The last big wave of state housing development in New Zealand was during the 1950s and 60s. The homes are now 50-60 years old and many are past their best, and less able to provide a healthy place to live.
Over the past 10 years a decision was made to replace a large percentage of the ageing Kāinga Ora State Homes (previously Housing New Zealand) with warm, dry modern homes and increase the number of state homes available.
At the same time bold steps were made toward alleviating Auckland’s housing shortage by building homes to sell on the open market. The initiative is called The Auckland Housing Programme (AHP) and the Kāinga Ora Urban Development team (previously HLC) is in charge of overseeing these projects, including the Mangere Development.

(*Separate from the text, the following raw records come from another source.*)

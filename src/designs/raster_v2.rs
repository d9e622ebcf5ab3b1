//! Second raster series: five concept marks, v2a through v2e.
//!
//! The series deliberately departs from the first set with non-circular
//! geometry, width gradients and asymmetric layouts: double lensed rings,
//! a Flamm-paraboloid throat section, a branching Tao structure, nested
//! causal diamonds and deflected parallel rays.

use std::path::{Path, PathBuf};

use log::info;

use crate::error::Result;
use crate::geometry::{flamm_z, Point};
use crate::raster::{
    render_pair, Canvas, CENTER, MEDIUM, NORMAL, SUPERSAMPLE, THICK, THIN, WHITE, white_a,
};

use super::RASTER_V2_DESIGNS;

/// Einstein-ring double image: two offset rings over a central singularity.
fn v2a_gravitational_displacement(c: &mut Canvas) {
    let offset = (SUPERSAMPLE as f64 * 0.06).trunc();
    let radius = (SUPERSAMPLE as f64 * 0.18).trunc();

    c.circle(CENTER - offset, CENTER, radius, white_a(200), NORMAL);
    c.circle(CENTER + offset, CENTER, radius, white_a(200), NORMAL);

    // Faint arc inside the vesica piscis overlap.
    let inner_r = (radius * 0.55).trunc();
    c.arc(CENTER, CENTER, inner_r, 210.0, 330.0, white_a(100), THIN);

    c.dot(CENTER, CENTER, 28.0, WHITE);
}

/// Section of Flamm's paraboloid: two curves meeting at the throat, with
/// horizontal embedding lines.
fn v2b_schwarzschild_throat(c: &mut Canvas) {
    let rs = SUPERSAMPLE as f64 * 0.04;
    let r_max = SUPERSAMPLE as f64 * 0.38;
    let n_points = 800;

    // r maps to the vertical axis (throat at the bottom), z to the
    // symmetric horizontal offset.
    let mut left: Vec<Point> = Vec::with_capacity(n_points);
    let mut right: Vec<Point> = Vec::with_capacity(n_points);

    for i in 0..n_points {
        let r = rs + (r_max - rs) * i as f64 / (n_points - 1) as f64;
        let z = flamm_z(rs, r);

        let y = CENTER + ((r_max * 0.6) - (r - rs) * 1.1).trunc();
        let x_offset = (z * 1.2).trunc();

        left.push((CENTER - x_offset, y));
        right.push((CENTER + x_offset, y));
    }

    c.polyline(&left, white_a(210), NORMAL);
    c.polyline(&right, white_a(210), NORMAL);

    // Horizontal reference lines for the flat embedding space.
    let throat_y = CENTER + (r_max * 0.6).trunc();
    for i in 0..4 {
        let y_line = throat_y - ((r_max * 0.8) * (i + 1) as f64 / 5.0).trunc();
        let r_at_y = rs + (throat_y - y_line) / 1.1;
        if r_at_y > rs {
            let z_at_y = flamm_z(rs, r_at_y) * 1.2;
            let half_w = z_at_y.trunc() + 60.0;
            let alpha = 60 + i * 10;
            c.line(
                CENTER - half_w,
                y_line,
                CENTER + half_w,
                y_line,
                white_a(alpha),
                THIN,
            );
        }
    }

    c.dot(CENTER, throat_y, 26.0, WHITE);
}

/// Tao begets one, two, three: a trunk arc splitting into two branches,
/// each splitting into three sub-arcs. Width decays with each generation.
fn v2c_tao_emergence(c: &mut Canvas) {
    // Origin sits 200px below center to balance the upward structure.
    let origin_y = CENTER + 200.0;

    c.dot(CENTER, origin_y, 30.0, WHITE);

    // "One": the trunk arc reaching upward.
    let r1_start = 70.0;
    let r1_end = 520.0;
    let base_angle = -90.0;
    let n = 600;
    let mut trunk: Vec<Point> = Vec::with_capacity(n);
    for i in 0..n {
        let frac = i as f64 / (n - 1) as f64;
        let r = r1_start + (r1_end - r1_start) * frac;
        let angle = (base_angle + frac * 12.0).to_radians();
        trunk.push((CENTER + r * angle.cos(), origin_y + r * angle.sin()));
    }
    c.polyline(&trunk, white_a(240), THICK);

    // "Two": two branches opening left and right from the trunk's end.
    let (end_x, end_y) = trunk[n - 1];
    let end_angle = base_angle + 12.0;

    let mut branches: Vec<Vec<Point>> = Vec::with_capacity(2);
    for sign in [-1.0, 1.0] {
        let r2_end = 320.0;
        let mut pts: Vec<Point> = Vec::with_capacity(500);
        for i in 0..500 {
            let frac = i as f64 / 499.0;
            let r = frac * r2_end;
            let spread = sign * (40.0 + frac * 30.0);
            let angle = (end_angle + spread).to_radians();
            pts.push((end_x + r * angle.cos(), end_y + r * angle.sin()));
        }
        c.polyline(&pts, white_a(200), MEDIUM);
        branches.push(pts);
    }

    // "Three": three sub-arcs off the end of each branch.
    for branch in &branches {
        let (bx, by) = branch[branch.len() - 1];
        let (bx2, by2) = branch[branch.len() - 40];
        let parent_angle = (by - by2).atan2(bx - bx2).to_degrees();

        for k in 0..3i32 {
            let spread = (k - 1) as f64 * 30.0;
            let r3_end = 220.0;
            let mut pts: Vec<Point> = Vec::with_capacity(400);
            for i in 0..400 {
                let frac = i as f64 / 399.0;
                let r = frac * r3_end;
                let angle = (parent_angle + spread + frac * 8.0).to_radians();
                pts.push((bx + r * angle.cos(), by + r * angle.sin()));
            }
            let alpha = 170 - (k - 1).abs() * 30;
            c.polyline(&pts, white_a(alpha), NORMAL);
        }
    }
}

/// Penrose-diagram diamonds converging on the singularity.
fn v2d_light_cone_diamond(c: &mut Canvas) {
    let radii = [550.0, 400.0, 260.0, 130.0];
    let rotations = [0.0, 10.0, 20.0, 30.0];
    let alphas = [120, 160, 200, 240];
    let widths = [THIN, THIN, NORMAL, NORMAL];

    for layer in 0..radii.len() {
        let base_rot = 45.0 + rotations[layer];
        let mut vertices: Vec<Point> = Vec::with_capacity(5);
        for corner in 0..4 {
            let angle = (base_rot + corner as f64 * 90.0).to_radians();
            vertices.push((
                CENTER + radii[layer] * angle.cos(),
                CENTER + radii[layer] * angle.sin(),
            ));
        }
        vertices.push(vertices[0]);

        c.polyline(&vertices, white_a(alphas[layer]), widths[layer]);
    }

    c.dot(CENTER, CENTER, 28.0, WHITE);
}

/// Parallel vertical rays deflected toward the central mass.
fn v2e_gravitational_deflection(c: &mut Canvas) {
    let offsets = [-480.0, -320.0, -160.0, 0.0, 160.0, 320.0, 480.0];
    let y_range = 750i64;
    let strength = 900.0;

    for x0_off in offsets {
        let x0 = CENTER + x0_off;
        let mut points: Vec<Point> = Vec::new();

        let y0 = CENTER as i64 - y_range;
        let y1 = CENTER as i64 + y_range;
        let mut y = y0;
        while y <= y1 {
            let dy = (y as f64) - CENTER;
            let dx = if x0_off == 0.0 {
                0.0
            } else {
                let dist_sq = x0_off * x0_off + dy * dy;
                let dist_pow = dist_sq.powf(0.75).max(1.0);
                -strength * x0_off / dist_pow
            };
            points.push((x0 + dx, y as f64));
            y += 2;
        }

        let alpha = if x0_off == 0.0 {
            240
        } else {
            (240 - (x0_off.abs() / 3.0) as i32).max(110)
        };
        let w = if x0_off == 0.0 { NORMAL } else { THIN };
        c.polyline(&points, white_a(alpha), w);
    }

    c.dot(CENTER, CENTER, 28.0, WHITE);
}

/// Drawing routine for a design of this series, by name.
pub fn design(name: &str) -> Option<fn(&mut Canvas)> {
    match name {
        "v2a_gravitational_displacement" => Some(v2a_gravitational_displacement),
        "v2b_schwarzschild_throat" => Some(v2b_schwarzschild_throat),
        "v2c_tao_emergence" => Some(v2c_tao_emergence),
        "v2d_light_cone_diamond" => Some(v2d_light_cone_diamond),
        "v2e_gravitational_deflection" => Some(v2e_gravitational_deflection),
        _ => None,
    }
}

/// Render the whole series into `out_dir`; returns the 10 written paths.
pub fn generate(out_dir: &Path) -> Result<Vec<PathBuf>> {
    let mut written = Vec::with_capacity(RASTER_V2_DESIGNS.len() * 2);
    for name in RASTER_V2_DESIGNS {
        let draw = design(name).ok_or_else(|| crate::Error::UnknownDesign(name.to_string()))?;
        info!("rendering {}", name);
        written.extend(render_pair(out_dir, name, draw)?);
    }
    Ok(written)
}
//! Static story pages for the origin-myth series.
//!
//! Thirteen standalone HTML pages plus a timeline index, emitted as plain
//! strings. The pages share one fixed layout (header, hero, quote, story,
//! AI metaphor grid, footer chain, particle canvas); only the per-story
//! content table differs. There is no templating engine on purpose.

pub mod index;
pub mod page;
pub mod stories;

use std::fs;
use std::path::{Path, PathBuf};

use log::info;

use crate::error::Result;

pub use stories::{Story, STORIES};

/// Look up a story by slug.
pub fn story(slug: &str) -> Option<&'static Story> {
    STORIES.iter().find(|s| s.slug == slug)
}

/// Previous and next story in timeline order, if any.
pub fn neighbors(slug: &str) -> (Option<&'static Story>, Option<&'static Story>) {
    let idx = match STORIES.iter().position(|s| s.slug == slug) {
        Some(i) => i,
        None => return (None, None),
    };
    let prev = if idx > 0 { Some(&STORIES[idx - 1]) } else { None };
    let next = STORIES.get(idx + 1);
    (prev, next)
}

/// Write the 13 story pages and the timeline index into `out_dir`.
///
/// Returns the written paths, stories first, index last.
pub fn generate(out_dir: &Path) -> Result<Vec<PathBuf>> {
    let mut written = Vec::with_capacity(STORIES.len() + 1);
    for s in STORIES {
        let path = out_dir.join(format!("{}.html", s.slug));
        fs::write(&path, page::render(s))?;
        info!("wrote {}", path.display());
        written.push(path);
    }
    let index_path = out_dir.join("index.html");
    fs::write(&index_path, index::render())?;
    info!("wrote {}", index_path.display());
    written.push(index_path);
    Ok(written)
}

#[cfg(test)]
mod tests {
    use super::*;

    #[test]
    fn thirteen_stories_in_canonical_order() {
        assert_eq!(STORIES.len(), 13);
        assert_eq!(STORIES[0].slug, "pangu");
        assert_eq!(STORIES[12].slug, "xingtian");
    }

    #[test]
    fn neighbors_follow_the_chain() {
        let (prev, next) = neighbors("pangu");
        assert!(prev.is_none());
        assert_eq!(next.map(|s| s.slug), Some("nvwa"));

        let (prev, next) = neighbors("xingtian");
        assert_eq!(prev.map(|s| s.slug), Some("hanba"));
        assert!(next.is_none());

        let (prev, next) = neighbors("fuxi");
        assert_eq!(prev.map(|s| s.slug), Some("suiren"));
        assert_eq!(next.map(|s| s.slug), Some("shennong"));
    }

    #[test]
    fn slugs_and_gradients_are_unique() {
        for (i, a) in STORIES.iter().enumerate() {
            for b in &STORIES[i + 1..] {
                assert_ne!(a.slug, b.slug);
                assert_ne!(a.title, b.title);
                assert_ne!(a.gradient, b.gradient);
            }
        }
    }

    #[test]
    fn lookup_by_slug() {
        assert_eq!(story("nvwa").map(|s| s.title), Some("女娲造人"));
        assert!(story("houyi").is_none());
    }
}
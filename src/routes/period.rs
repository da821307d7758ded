use axum::{
    extract::{Query, State},
    http::StatusCode,
    routing::{get, post},
    Json, Router,
};
use chrono::NaiveDate;
use serde::{Deserialize, Serialize};
use uuid::Uuid;

use crate::error::Result;
use crate::models::{FlowIntensity, PeriodLog};
use crate::store::NewPeriodLog;
use crate::AppState;

#[derive(Deserialize)]
struct UserQuery {
    user_id: Uuid,
}

#[derive(Deserialize)]
struct NewLogBody {
    user_id: Uuid,
    #[serde(flatten)]
    log: NewPeriodLog,
}

#[derive(Deserialize)]
struct DeleteLogBody {
    user_id: Uuid,
    date: NaiveDate,
}

#[derive(Serialize)]
struct HistoryDay {
    date: NaiveDate,
    flow_intensity: Option<FlowIntensity>,
}

#[derive(Serialize)]
struct CycleHistory {
    start_date: NaiveDate,
    end_date: Option<NaiveDate>,
    days: Vec<HistoryDay>,
}

pub fn routes(state: AppState) -> Router {
    Router::new()
        .route("/period-log", post(log_period_day).delete(delete_period_day)) // toggle-delete
        .route("/period-logs", get(get_period_logs))
        .route("/period-history", get(get_period_history))
        .with_state(state)
}

async fn log_period_day(
    State(state): State<AppState>,
    Json(body): Json<NewLogBody>,
) -> Result<(StatusCode, Json<PeriodLog>)> {
    let log = state
        .periods
        .upsert_period_log(body.user_id, body.log)
        .await?;
    Ok((StatusCode::CREATED, Json(log)))
}

async fn delete_period_day(
    State(state): State<AppState>,
    Json(body): Json<DeleteLogBody>,
) -> Result<StatusCode> {
    state
        .periods
        .delete_period_log(body.user_id, body.date)
        .await?;
    Ok(StatusCode::NO_CONTENT)
}

async fn get_period_logs(
    State(state): State<AppState>,
    Query(query): Query<UserQuery>,
) -> Result<Json<Vec<PeriodLog>>> {
    let mut logs = state.periods.list_period_logs(query.user_id).await?;
    // newest first
    logs.reverse();
    Ok(Json(logs))
}

/// Logged days grouped under the cycle they belong to. An open cycle claims
/// days up to the next cycle's start.
async fn get_period_history(
    State(state): State<AppState>,
    Query(query): Query<UserQuery>,
) -> Result<Json<Vec<CycleHistory>>> {
    let cycles = state.periods.list_cycles(query.user_id).await?;
    let logs = state.periods.list_period_logs(query.user_id).await?;

    let history: Vec<CycleHistory> = cycles
        .iter()
        .enumerate()
        .map(|(i, cycle)| {
            let next_start = cycles.get(i + 1).map(|c| c.start_date);
            CycleHistory {
                start_date: cycle.start_date,
                end_date: cycle.end_date,
                days: logs
                    .iter()
                    .filter(|l| {
                        l.date >= cycle.start_date
                            && match (cycle.end_date, next_start) {
                                (Some(end), _) => l.date <= end,
                                (None, Some(next)) => l.date < next,
                                (None, None) => true,
                            }
                    })
                    .map(|l| HistoryDay {
                        date: l.date,
                        flow_intensity: l.flow_intensity,
                    })
                    .collect(),
            }
        })
        .collect();

    Ok(Json(history))
}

This has all been made possible by the changes to Auckland’s Unitary Plan, which has had wide consultation.
A place to build
Nobody wants to see our treasured bush and coastal areas turned into suburbs, but building at the edges of the city creates urban sprawl – and Auckland is sprawling enough. It made sense to build where there is existing infrastructure (drains, public transport, parks), keeping land around the outskirts of our city for industry and growing food. That’s why development programmes are underway in Auckland suburbs like Mt Roskill, Tāmaki and now Mangere.
The development process
In every neighbourhood land is being retained for state housing and some sold to builders for market housing. Homes will range in size from one bedroom to five, matching different households’ needs.
The development process begins with the Kāinga Ora Urban Development team talking with the community, including mana whenua, schools, business owners and the local board. The Tenancy Liaison team then notifies tenants and begins the process of rehousing them.
Once the old homes are empty, they are removed, the land is remediated, the streets and infrastructure upgraded where required and new homes built. Tenants living in state houses who are relocated during the building process have the choice to return to the same area.
All the new homes will be built at a level of 6 Homestar, well above the building code. In Auckland, the building code only requires a minimum of 4 Homestar. A higher Homestar rating ensures greater energy and water efficiency. The building code has been strengthened since the leaky building crisis and now does a good job of ensuring new homes will not leak and are structurally sound.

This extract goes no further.